Surprisingly, this Court has never dealt specifically with the issue of whether the defense is entitled, on timely demand, to be provided with a sample of the alleged controlled dangerous substance for use in an independent chemical analysis. However, we have held that a defendant charged with a homicide is entitled to a pre-trial examination of a death weapon and other physical evidence recovered at the scene of a crime. Doakes v. District Court of Oklahoma County, 447 P.2d 461 (Okl.Cr.1968). We also have held that a defendant charged with exhibiting obscene movies is entitled to an inspection of the film. Melton v. State, 512 P.2d 204 (Okl.Cr.1973).

We note that many other jurisdictions have determined that refusal to furnish a defendant, who has been charged with possession of a controlled dangerous substance, with a sample of the alleged contraband, is error. See, e.g., Jackson v. State, 243 So.2d 396, 398 (Miss.1971) ("meaning of a " 'fair trial' requires that material, tangible evidence must not be concealed from the defendant who is accused of crime. There is no good reason why the defendant in a civil case should be entitled to more liberal right to tangible evidence in the possession of his adversary ... than is a person under a serious criminal charge"); Patterson v. State, 238 Ga. 204, 232 S.E.2d 233, 243 (1977) (where "acquittal is dependent upon the identification of the substances as contraband, due process of law requires that analysis of the substance not be left completely within the province of the state"); Warren v. State, 292 Ala. 71, 288 So.2d 826 (1973) (same); State v. Smith, 156 W.Va. 385, 193 S.E.2d 550 (1972) (defendant is entitled to be given an opportunity to examine contraband independently, as it may provide exculpatory evidence under Brady v. Maryland, 373 U.S. 83, 83 S.Ct. 1194, 10 L.Ed.2d 215 (1963). See also People v. Taylor, 54 Ill.App.3d 454, 369 N.E.2d 573, 12 Ill.Dec. 76 (1977); State v. Migliore, 261 La. 722, 260 So.2d 682 (1972).

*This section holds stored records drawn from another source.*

//! Rate limiting and connection throttling
//!
//! Request limiter: per-IP, per-endpoint-category counters in Redis
//! (atomic INCR + EXPIRE per minute window) plus a cross-category global
//! cap. Redis being down fails open — availability beats strictness for an
//! operator-facing backend. Whitelisted IPs and requests carrying the
//! internal bypass header skip the limiter entirely.
//!
//! Connection throttle: plain in-process counters capping concurrent open
//! requests per IP and in total.

use std::collections::HashMap;
use std::net::IpAddr;
use std::sync::atomic::{AtomicUsize, Ordering};
use std::sync::Arc;

use chrono::Utc;
use dashmap::DashMap;
use redis::aio::MultiplexedConnection;
use tracing::{debug, info, warn};

use crate::config::{RateLimitConfig, ThrottleConfig};
use crate::error::CoreError;

/// Window width of the request limiter.
pub const WINDOW_SECS: u64 = 60;

/// Server-internal header that bypasses the request limiter.
pub const BYPASS_HEADER: &str = "x-internal-request";

// ============================================================================
// Endpoint Categories
// ============================================================================

/// Request budget classes. Budgets are per minute per IP.
#[derive(Debug, Clone, Copy, PartialEq, Eq, Hash)]
pub enum RateCategory {
    /// Cheap, dashboard-critical reads (health, latest readings).
    Critical,
    /// Ordinary catalog/series/KPI reads.
    Normal,
    /// Training, detection and other engine-heavy calls.
    Heavy,
    /// Everything else.
    Default,
}

impl RateCategory {
    pub fn as_str(self) -> &'static str {
        match self {
            Self::Critical => "critical",
            Self::Normal => "normal",
            Self::Heavy => "heavy",
            Self::Default => "default",
        }
    }

    pub fn limit(self, config: &RateLimitConfig) -> u32 {
        match self {
            Self::Critical => config.critical,
            Self::Normal => config.normal,
            Self::Heavy => config.heavy,
            Self::Default => config.default,
        }
    }

    /// Classify a request path (already stripped of the `/api/v1` prefix by
    /// the router nesting; a full path also matches).
    pub fn for_path(path: &str) -> Self {
        let p = path.strip_prefix("/api/v1").unwrap_or(path);
        if p == "/health" || p.starts_with("/timeseries/latest") || p.starts_with("/stats") {
            Self::Critical
        } else if p.starts_with("/baseline/train")
            || p.starts_with("/baseline/predict")
            || p.starts_with("/baseline/deviation")
            || p.starts_with("/anomaly/detect")
            || p.starts_with("/scheduler/trigger")
            || p.starts_with("/ovos/train-baseline")
        {
            Self::Heavy
        } else if p.starts_with("/machines")
            || p.starts_with("/seus")
            || p.starts_with("/energy-sources")
            || p.starts_with("/timeseries")
            || p.starts_with("/kpi")
            || p.starts_with("/anomaly")
            || p.starts_with("/baseline")
            || p.starts_with("/ovos")
        {
            Self::Normal
        } else {
            Self::Default
        }
    }
}

impl std::fmt::Display for RateCategory {
    fn fmt(&self, f: &mut std::fmt::Formatter<'_>) -> std::fmt::Result {
        write!(f, "{}", self.as_str())
    }
}

// ============================================================================
// Request Limiter
// ============================================================================

/// Outcome of one limiter check, also the source of the X-RateLimit headers.
#[derive(Debug, Clone)]
pub struct RateDecision {
    pub allowed: bool,
    pub category: RateCategory,
    pub limit: u32,
    /// Requests left in the current window (0 when denied).
    pub remaining: u32,
    /// Seconds until the window resets.
    pub reset_secs: u64,
    /// The cross-category cap tripped rather than the category budget.
    pub global_exceeded: bool,
}

impl RateDecision {
    fn bypass(category: RateCategory, limit: u32) -> Self {
        Self {
            allowed: true,
            category,
            limit,
            remaining: limit,
            reset_secs: WINDOW_SECS,
            global_exceeded: false,
        }
    }
}

/// Redis-backed sliding-window limiter.
pub struct RateLimiter {
    conn: Option<MultiplexedConnection>,
    config: RateLimitConfig,
}

impl RateLimiter {
    /// Connect the counter store; a failure degrades to fail-open.
    pub async fn connect(bus_url: &str, config: RateLimitConfig) -> Self {
        let conn = match redis::Client::open(bus_url) {
            Ok(client) => match client.get_multiplexed_async_connection().await {
                Ok(conn) => {
                    info!("Rate-limit counters connected");
                    Some(conn)
                }
                Err(e) => {
                    warn!(error = %e, "rate-limit counter store unreachable — limiter fails open");
                    None
                }
            },
            Err(e) => {
                warn!(error = %e, "invalid rate-limit store URL — limiter fails open");
                None
            }
        };
        Self { conn, config }
    }

    /// A limiter with no backing store (tests; always allows).
    pub fn disabled(config: RateLimitConfig) -> Self {
        Self { conn: None, config }
    }

    pub fn is_whitelisted(&self, ip: IpAddr) -> bool {
        self.config.whitelist.contains(&ip)
    }

    /// Check and count one request.
    pub async fn check(&self, ip: IpAddr, category: RateCategory) -> RateDecision {
        let limit = category.limit(&self.config);
        if self.is_whitelisted(ip) {
            return RateDecision::bypass(category, limit);
        }
        let Some(conn) = &self.conn else {
            return RateDecision::bypass(category, limit);
        };

        let now = Utc::now().timestamp() as u64;
        let window = now / WINDOW_SECS;
        let reset_secs = WINDOW_SECS - (now % WINDOW_SECS);

        let category_key = format!("ratelimit:{ip}:{category}:{window}");
        let global_key = format!("ratelimit:{ip}:global:{window}");

        // INCR + EXPIRE pipelined; the extra window of expiry tolerates
        // clock skew between callers.
        let mut conn = conn.clone();
        let counts: Result<(u32, u32), redis::RedisError> = redis::pipe()
            .atomic()
            .incr(&category_key, 1u32)
            .expire(&category_key, (WINDOW_SECS * 2) as i64)
            .ignore()
            .incr(&global_key, 1u32)
            .expire(&global_key, (WINDOW_SECS * 2) as i64)
            .ignore()
            .query_async(&mut conn)
            .await;

        match counts {
            Ok((category_count, global_count)) => {
                let over_category = category_count > limit;
                let over_global = global_count > self.config.global;
                let remaining = limit.saturating_sub(category_count);
                if over_category || over_global {
                    debug!(
                        ip = %ip,
                        category = %category,
                        category_count,
                        global_count,
                        "rate limit exceeded"
                    );
                }
                RateDecision {
                    allowed: !(over_category || over_global),
                    category,
                    limit,
                    remaining,
                    reset_secs,
                    global_exceeded: over_global && !over_category,
                }
            }
            Err(e) => {
                warn!(error = %e, "rate-limit counter update failed — allowing request");
                RateDecision::bypass(category, limit)
            }
        }
    }
}

// ============================================================================
// Connection Throttle
// ============================================================================

/// In-process cap on concurrently open requests.
pub struct ConnectionThrottle {
    per_ip: DashMap<IpAddr, usize>,
    total: AtomicUsize,
    config: ThrottleConfig,
}

impl ConnectionThrottle {
    pub fn new(config: ThrottleConfig) -> Self {
        Self {
            per_ip: DashMap::new(),
            total: AtomicUsize::new(0),
            config,
        }
    }

    /// Claim a slot for `ip`. The returned guard releases it on drop.
    pub fn acquire(self: &Arc<Self>, ip: IpAddr) -> Result<ConnectionGuard, CoreError> {
        let total = self.total.fetch_add(1, Ordering::SeqCst) + 1;
        if total > self.config.max_total {
            self.total.fetch_sub(1, Ordering::SeqCst);
            return Err(CoreError::TooManyConnections { retry_after: 5 });
        }

        let mut entry = self.per_ip.entry(ip).or_insert(0);
        if *entry >= self.config.max_per_ip {
            drop(entry);
            self.total.fetch_sub(1, Ordering::SeqCst);
            return Err(CoreError::TooManyConnections { retry_after: 5 });
        }
        *entry += 1;
        drop(entry);

        Ok(ConnectionGuard {
            throttle: Arc::clone(self),
            ip,
        })
    }

    pub fn total_open(&self) -> usize {
        self.total.load(Ordering::SeqCst)
    }

    /// Open connections per IP, for `/stats/connections`.
    pub fn snapshot(&self) -> HashMap<IpAddr, usize> {
        self.per_ip
            .iter()
            .filter(|e| *e.value() > 0)
            .map(|e| (*e.key(), *e.value()))
            .collect()
    }

    fn release(&self, ip: IpAddr) {
        self.total.fetch_sub(1, Ordering::SeqCst);
        if let Some(mut entry) = self.per_ip.get_mut(&ip) {
            *entry = entry.saturating_sub(1);
        }
    }
}

/// RAII slot holder; dropping it releases the connection.
pub struct ConnectionGuard {
    throttle: Arc<ConnectionThrottle>,
    ip: IpAddr,
}

impl Drop for ConnectionGuard {
    fn drop(&mut self) {
        self.throttle.release(self.ip);
    }
}

#[cfg(test)]
mod tests {
    use super::*;

    fn ip(last: u8) -> IpAddr {
        IpAddr::from([10, 0, 0, last])
    }

    #[test]
    fn path_categories() {
        assert_eq!(RateCategory::for_path("/api/v1/health"), RateCategory::Critical);
        assert_eq!(
            RateCategory::for_path("/api/v1/timeseries/latest/m1"),
            RateCategory::Critical
        );
        assert_eq!(
            RateCategory::for_path("/api/v1/baseline/train"),
            RateCategory::Heavy
        );
        assert_eq!(
            RateCategory::for_path("/api/v1/anomaly/detect"),
            RateCategory::Heavy
        );
        assert_eq!(
            RateCategory::for_path("/api/v1/anomaly/recent"),
            RateCategory::Normal
        );
        assert_eq!(RateCategory::for_path("/api/v1/machines"), RateCategory::Normal);
        assert_eq!(RateCategory::for_path("/docs"), RateCategory::Default);
    }

    #[tokio::test]
    async fn limiter_without_store_fails_open() {
        let limiter = RateLimiter::disabled(RateLimitConfig::default());
        for _ in 0..500 {
            let decision = limiter.check(ip(1), RateCategory::Heavy).await;
            assert!(decision.allowed);
        }
    }

    #[tokio::test]
    async fn whitelisted_ip_bypasses() {
        let mut config = RateLimitConfig::default();
        config.whitelist.insert(ip(9));
        let limiter = RateLimiter::disabled(config);
        assert!(limiter.is_whitelisted(ip(9)));
        assert!(!limiter.is_whitelisted(ip(8)));
        let decision = limiter.check(ip(9), RateCategory::Normal).await;
        assert!(decision.allowed);
        assert_eq!(decision.remaining, 60);
    }

    #[test]
    fn throttle_enforces_per_ip_cap() {
        let throttle = Arc::new(ConnectionThrottle::new(ThrottleConfig {
            max_per_ip: 2,
            max_total: 100,
        }));

        let g1 = throttle.acquire(ip(1)).unwrap();
        let _g2 = throttle.acquire(ip(1)).unwrap();
        assert!(matches!(
            throttle.acquire(ip(1)),
            Err(CoreError::TooManyConnections { .. })
        ));
        // a different IP still gets in
        let _g3 = throttle.acquire(ip(2)).unwrap();

        // releasing frees the slot
        drop(g1);
        assert!(throttle.acquire(ip(1)).is_ok());
    }

    #[test]
    fn throttle_enforces_total_cap() {
        let throttle = Arc::new(ConnectionThrottle::new(ThrottleConfig {
            max_per_ip: 10,
            max_total: 3,
        }));
        let _g: Vec<_> = (0..3u8).map(|i| throttle.acquire(ip(i)).unwrap()).collect();
        assert_eq!(throttle.total_open(), 3);
        assert!(throttle.acquire(ip(99)).is_err());
        // the failed acquire must not leak a slot
        assert_eq!(throttle.total_open(), 3);
    }

    #[test]
    fn snapshot_reports_open_connections() {
        let throttle = Arc::new(ConnectionThrottle::new(ThrottleConfig::default()));
        let _a = throttle.acquire(ip(1)).unwrap();
        let _b = throttle.acquire(ip(1)).unwrap();
        let _c = throttle.acquire(ip(2)).unwrap();

        let snap = throttle.snapshot();
        assert_eq!(snap[&ip(1)], 2);
        assert_eq!(snap[&ip(2)], 1);
    }
}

The rationale used by these other jurisdictions would find support for a similar Oklahoma rule, under our prior precedent. We have said that "[p]rior to trial petitioner will be entitled to receive from the State any information that might tend to exculpate him or mitigate his punishment in the event of a conviction". Stafford v. District Court of Oklahoma County, 595 P.2d 797, 799 (Okl.Cr.1979). As noted by the West Virginia Supreme Court in State v. Smith, supra, a defendant charged with the illegal...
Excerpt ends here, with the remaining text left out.